> _EXERCISE INSTRUCTIONS_
Across the records below, count every line that contains the string "away", then report the count alone.

> _RECORDS TO PROCESS_

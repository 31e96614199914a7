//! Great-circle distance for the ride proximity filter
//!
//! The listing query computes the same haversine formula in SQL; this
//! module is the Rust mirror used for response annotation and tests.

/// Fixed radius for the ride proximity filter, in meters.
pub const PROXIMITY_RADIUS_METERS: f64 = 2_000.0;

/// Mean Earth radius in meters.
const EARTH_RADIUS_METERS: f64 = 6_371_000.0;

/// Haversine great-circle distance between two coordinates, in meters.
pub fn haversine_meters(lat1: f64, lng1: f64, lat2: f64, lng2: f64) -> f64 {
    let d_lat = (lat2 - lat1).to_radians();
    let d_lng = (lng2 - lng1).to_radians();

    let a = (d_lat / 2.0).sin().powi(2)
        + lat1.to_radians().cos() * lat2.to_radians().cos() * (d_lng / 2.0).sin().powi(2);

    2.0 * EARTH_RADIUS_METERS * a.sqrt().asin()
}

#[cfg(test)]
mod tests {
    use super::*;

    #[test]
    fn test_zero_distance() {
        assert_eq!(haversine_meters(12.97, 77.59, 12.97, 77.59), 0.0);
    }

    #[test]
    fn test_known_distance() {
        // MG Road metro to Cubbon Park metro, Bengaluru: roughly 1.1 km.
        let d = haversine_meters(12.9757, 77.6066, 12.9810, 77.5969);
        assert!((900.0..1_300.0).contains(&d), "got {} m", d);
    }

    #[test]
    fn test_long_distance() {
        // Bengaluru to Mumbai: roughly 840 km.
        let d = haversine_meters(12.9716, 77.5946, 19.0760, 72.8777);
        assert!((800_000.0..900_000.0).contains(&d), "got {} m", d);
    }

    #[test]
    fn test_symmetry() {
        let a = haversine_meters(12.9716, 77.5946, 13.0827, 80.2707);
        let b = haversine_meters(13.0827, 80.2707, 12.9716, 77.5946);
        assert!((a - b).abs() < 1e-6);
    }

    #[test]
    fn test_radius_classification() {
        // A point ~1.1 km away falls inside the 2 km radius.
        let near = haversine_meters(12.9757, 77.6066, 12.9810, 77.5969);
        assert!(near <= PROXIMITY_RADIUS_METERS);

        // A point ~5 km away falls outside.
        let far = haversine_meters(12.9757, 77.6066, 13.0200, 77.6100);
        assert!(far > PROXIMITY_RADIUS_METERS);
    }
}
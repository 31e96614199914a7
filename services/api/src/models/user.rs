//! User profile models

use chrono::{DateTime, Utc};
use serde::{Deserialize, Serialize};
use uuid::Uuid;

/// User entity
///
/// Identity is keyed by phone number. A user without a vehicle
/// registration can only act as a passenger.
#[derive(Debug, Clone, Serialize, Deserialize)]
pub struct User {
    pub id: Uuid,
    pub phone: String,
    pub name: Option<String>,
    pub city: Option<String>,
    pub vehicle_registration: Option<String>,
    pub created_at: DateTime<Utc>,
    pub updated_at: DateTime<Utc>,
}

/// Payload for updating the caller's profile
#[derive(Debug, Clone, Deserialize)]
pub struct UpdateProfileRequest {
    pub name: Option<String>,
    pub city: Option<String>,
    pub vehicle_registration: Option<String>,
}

==

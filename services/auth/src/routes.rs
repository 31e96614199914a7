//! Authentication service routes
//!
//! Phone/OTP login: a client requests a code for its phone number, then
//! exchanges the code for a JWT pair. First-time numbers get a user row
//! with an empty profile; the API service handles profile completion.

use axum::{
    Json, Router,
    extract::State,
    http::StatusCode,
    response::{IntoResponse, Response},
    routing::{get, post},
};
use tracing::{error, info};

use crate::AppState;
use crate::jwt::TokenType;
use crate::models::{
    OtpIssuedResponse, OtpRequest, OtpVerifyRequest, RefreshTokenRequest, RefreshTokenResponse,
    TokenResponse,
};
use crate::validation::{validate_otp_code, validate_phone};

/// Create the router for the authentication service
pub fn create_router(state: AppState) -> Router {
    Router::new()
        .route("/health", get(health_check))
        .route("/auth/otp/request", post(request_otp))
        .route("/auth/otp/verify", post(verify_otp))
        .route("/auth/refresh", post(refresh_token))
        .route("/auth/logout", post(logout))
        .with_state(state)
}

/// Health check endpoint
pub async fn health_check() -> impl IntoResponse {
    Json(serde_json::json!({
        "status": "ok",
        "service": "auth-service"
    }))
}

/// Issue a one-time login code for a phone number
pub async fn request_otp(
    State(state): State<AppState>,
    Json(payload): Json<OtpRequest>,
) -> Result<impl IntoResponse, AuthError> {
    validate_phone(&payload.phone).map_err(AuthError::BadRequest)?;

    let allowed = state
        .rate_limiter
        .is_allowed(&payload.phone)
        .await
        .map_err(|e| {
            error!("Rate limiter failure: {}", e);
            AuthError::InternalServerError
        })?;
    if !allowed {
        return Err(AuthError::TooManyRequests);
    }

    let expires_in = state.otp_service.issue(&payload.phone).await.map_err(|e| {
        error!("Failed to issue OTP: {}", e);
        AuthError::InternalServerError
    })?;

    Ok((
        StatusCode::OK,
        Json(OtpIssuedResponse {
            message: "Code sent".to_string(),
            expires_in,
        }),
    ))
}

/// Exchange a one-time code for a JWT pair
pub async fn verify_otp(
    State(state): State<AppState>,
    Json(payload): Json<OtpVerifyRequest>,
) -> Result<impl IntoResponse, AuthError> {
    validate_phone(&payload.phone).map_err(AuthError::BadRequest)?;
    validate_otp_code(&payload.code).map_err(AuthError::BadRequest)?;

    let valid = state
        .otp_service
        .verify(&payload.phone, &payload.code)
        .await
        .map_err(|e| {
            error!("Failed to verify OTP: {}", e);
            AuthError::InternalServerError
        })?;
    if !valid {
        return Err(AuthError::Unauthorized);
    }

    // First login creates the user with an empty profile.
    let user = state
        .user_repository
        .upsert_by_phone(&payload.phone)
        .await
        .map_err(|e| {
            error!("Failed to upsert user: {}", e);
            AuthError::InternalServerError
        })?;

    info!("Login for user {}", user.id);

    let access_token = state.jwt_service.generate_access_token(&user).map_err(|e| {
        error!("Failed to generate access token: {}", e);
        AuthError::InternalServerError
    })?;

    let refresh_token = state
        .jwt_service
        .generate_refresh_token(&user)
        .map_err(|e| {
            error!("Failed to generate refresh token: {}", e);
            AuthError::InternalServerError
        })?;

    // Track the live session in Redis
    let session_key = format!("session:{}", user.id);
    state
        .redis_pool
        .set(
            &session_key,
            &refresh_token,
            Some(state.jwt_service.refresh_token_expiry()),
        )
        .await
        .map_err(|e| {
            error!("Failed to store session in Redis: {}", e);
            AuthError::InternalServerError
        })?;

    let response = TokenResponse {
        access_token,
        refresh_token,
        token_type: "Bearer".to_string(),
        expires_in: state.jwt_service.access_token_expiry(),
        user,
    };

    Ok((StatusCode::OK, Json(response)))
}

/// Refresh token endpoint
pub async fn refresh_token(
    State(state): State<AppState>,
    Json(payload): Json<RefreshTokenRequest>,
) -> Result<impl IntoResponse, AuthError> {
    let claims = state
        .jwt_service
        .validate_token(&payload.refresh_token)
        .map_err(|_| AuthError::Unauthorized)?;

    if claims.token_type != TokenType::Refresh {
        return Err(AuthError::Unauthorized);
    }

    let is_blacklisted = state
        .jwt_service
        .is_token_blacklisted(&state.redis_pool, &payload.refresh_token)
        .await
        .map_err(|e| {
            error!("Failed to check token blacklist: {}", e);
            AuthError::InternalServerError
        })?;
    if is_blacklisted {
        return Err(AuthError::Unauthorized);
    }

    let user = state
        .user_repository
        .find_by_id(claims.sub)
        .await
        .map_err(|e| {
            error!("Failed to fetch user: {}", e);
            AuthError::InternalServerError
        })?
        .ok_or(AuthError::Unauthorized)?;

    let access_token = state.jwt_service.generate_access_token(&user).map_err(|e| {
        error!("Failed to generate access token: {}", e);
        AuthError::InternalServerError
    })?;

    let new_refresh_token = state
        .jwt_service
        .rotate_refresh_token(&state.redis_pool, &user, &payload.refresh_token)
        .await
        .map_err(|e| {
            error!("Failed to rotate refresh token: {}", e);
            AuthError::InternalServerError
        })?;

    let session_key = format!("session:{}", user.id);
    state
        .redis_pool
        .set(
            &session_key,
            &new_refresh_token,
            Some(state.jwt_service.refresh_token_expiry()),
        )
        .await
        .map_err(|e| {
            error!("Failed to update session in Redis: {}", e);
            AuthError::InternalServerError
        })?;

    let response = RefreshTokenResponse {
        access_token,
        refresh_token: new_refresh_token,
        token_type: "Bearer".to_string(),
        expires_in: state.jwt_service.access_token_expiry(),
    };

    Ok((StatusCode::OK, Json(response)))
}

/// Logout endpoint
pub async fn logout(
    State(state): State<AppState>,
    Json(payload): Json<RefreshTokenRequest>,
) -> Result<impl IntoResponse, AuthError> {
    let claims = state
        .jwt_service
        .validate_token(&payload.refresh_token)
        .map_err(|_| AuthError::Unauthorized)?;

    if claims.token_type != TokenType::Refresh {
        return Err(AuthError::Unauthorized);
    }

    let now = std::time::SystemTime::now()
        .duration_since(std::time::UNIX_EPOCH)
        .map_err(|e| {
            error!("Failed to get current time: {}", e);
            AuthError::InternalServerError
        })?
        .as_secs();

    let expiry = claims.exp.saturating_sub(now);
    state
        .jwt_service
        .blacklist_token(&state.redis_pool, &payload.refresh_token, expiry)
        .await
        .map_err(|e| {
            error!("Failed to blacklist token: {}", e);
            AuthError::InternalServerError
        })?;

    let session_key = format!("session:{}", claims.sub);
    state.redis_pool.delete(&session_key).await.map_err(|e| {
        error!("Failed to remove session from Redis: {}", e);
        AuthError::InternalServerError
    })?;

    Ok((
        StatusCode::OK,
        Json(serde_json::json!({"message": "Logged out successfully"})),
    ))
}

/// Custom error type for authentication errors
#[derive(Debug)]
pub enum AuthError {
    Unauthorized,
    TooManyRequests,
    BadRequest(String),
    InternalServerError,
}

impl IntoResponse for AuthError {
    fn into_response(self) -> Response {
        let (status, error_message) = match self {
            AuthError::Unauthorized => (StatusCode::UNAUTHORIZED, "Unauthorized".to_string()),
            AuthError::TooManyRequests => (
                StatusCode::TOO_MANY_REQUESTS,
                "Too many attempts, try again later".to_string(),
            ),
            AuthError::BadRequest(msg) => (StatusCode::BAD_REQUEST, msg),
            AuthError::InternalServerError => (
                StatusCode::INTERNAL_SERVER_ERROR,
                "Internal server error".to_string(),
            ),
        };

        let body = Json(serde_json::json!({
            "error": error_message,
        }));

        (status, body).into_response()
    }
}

> _YOUR RESPONSE_
2